[Collected data entries]
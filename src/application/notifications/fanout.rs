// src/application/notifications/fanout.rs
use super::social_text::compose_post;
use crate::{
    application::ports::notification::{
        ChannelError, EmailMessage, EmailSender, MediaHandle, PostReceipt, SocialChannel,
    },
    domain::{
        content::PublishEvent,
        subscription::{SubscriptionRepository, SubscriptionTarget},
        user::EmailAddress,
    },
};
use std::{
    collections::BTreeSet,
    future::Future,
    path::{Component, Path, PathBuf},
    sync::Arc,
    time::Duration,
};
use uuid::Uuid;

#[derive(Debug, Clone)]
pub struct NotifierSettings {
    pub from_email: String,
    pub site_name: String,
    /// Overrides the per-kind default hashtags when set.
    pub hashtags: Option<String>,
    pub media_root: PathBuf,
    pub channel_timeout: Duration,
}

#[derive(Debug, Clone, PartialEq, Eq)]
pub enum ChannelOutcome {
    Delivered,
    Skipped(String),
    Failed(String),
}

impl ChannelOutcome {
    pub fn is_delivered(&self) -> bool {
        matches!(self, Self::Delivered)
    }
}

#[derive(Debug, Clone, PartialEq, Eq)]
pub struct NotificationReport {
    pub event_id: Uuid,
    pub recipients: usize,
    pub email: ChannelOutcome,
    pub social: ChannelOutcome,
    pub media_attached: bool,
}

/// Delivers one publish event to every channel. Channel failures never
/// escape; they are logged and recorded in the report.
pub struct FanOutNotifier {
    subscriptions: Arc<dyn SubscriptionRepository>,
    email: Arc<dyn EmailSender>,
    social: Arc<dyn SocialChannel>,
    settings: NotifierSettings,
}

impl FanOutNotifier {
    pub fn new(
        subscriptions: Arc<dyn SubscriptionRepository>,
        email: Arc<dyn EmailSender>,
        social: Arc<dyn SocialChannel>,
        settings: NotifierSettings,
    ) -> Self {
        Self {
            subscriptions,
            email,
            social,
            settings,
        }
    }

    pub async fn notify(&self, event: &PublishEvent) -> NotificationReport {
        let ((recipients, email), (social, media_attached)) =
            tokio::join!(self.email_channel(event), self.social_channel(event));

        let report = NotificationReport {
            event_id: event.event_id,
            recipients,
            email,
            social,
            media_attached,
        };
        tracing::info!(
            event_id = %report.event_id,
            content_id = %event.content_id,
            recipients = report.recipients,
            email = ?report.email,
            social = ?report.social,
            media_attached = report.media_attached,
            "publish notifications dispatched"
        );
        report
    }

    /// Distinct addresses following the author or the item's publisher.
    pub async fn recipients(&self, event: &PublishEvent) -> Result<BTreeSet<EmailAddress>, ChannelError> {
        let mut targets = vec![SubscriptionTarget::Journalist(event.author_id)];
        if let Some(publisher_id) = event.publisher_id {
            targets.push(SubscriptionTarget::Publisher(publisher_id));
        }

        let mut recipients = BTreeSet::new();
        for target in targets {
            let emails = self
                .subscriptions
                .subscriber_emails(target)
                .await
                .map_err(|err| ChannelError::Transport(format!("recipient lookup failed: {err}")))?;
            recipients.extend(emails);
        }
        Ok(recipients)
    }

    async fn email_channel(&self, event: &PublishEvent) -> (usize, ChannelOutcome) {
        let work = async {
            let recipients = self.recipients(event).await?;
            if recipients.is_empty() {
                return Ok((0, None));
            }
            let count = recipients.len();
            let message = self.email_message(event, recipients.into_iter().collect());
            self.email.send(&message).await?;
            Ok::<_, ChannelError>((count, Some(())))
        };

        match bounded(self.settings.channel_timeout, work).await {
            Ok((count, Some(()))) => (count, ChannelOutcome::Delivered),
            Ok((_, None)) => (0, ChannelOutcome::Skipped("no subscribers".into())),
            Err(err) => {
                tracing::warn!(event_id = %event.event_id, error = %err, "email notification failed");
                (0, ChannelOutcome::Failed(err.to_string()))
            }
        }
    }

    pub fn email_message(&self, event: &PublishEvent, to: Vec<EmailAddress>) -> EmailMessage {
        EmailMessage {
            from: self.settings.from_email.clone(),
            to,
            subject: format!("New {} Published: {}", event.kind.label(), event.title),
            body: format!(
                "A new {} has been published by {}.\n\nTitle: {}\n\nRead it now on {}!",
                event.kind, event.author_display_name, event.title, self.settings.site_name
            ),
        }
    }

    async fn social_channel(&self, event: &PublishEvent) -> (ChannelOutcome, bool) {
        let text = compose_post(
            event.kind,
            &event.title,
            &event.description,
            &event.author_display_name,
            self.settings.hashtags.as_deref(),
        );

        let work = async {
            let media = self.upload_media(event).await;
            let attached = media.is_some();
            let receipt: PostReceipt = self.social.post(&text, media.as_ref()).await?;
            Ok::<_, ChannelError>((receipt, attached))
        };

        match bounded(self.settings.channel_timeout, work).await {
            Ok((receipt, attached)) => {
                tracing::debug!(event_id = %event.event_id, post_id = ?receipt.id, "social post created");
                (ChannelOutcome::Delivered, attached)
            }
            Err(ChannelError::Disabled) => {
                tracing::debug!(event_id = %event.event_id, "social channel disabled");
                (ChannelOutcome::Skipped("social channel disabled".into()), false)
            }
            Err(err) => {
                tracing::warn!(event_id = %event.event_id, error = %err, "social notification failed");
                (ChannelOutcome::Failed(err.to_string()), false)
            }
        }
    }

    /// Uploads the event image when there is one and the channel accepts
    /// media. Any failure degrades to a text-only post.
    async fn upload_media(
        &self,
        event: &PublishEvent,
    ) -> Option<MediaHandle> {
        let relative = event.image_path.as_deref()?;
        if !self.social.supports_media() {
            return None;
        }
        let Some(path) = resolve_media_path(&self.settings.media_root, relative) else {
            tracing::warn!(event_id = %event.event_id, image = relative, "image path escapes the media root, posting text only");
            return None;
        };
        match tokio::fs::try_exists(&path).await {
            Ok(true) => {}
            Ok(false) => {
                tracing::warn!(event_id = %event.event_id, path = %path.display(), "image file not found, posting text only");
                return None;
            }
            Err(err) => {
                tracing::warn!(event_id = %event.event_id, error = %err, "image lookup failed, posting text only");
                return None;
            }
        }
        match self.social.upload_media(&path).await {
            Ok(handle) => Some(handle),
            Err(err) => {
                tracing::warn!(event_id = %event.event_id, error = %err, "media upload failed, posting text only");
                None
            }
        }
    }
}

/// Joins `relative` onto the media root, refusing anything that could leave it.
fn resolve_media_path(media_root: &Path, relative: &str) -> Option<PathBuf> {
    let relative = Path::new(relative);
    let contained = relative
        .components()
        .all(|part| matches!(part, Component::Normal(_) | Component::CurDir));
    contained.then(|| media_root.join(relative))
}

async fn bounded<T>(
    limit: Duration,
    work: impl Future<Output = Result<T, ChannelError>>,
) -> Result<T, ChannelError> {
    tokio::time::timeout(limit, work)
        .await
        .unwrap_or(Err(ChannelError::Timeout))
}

• **Problem to work on**
Show each line in the entries that holds the string "false".

• **Response for this exercise**
                (ChannelOutcome::Skipped("social channel disabled".into()), false)
                (ChannelOutcome::Failed(err.to_string()), false)
            Ok(false) => {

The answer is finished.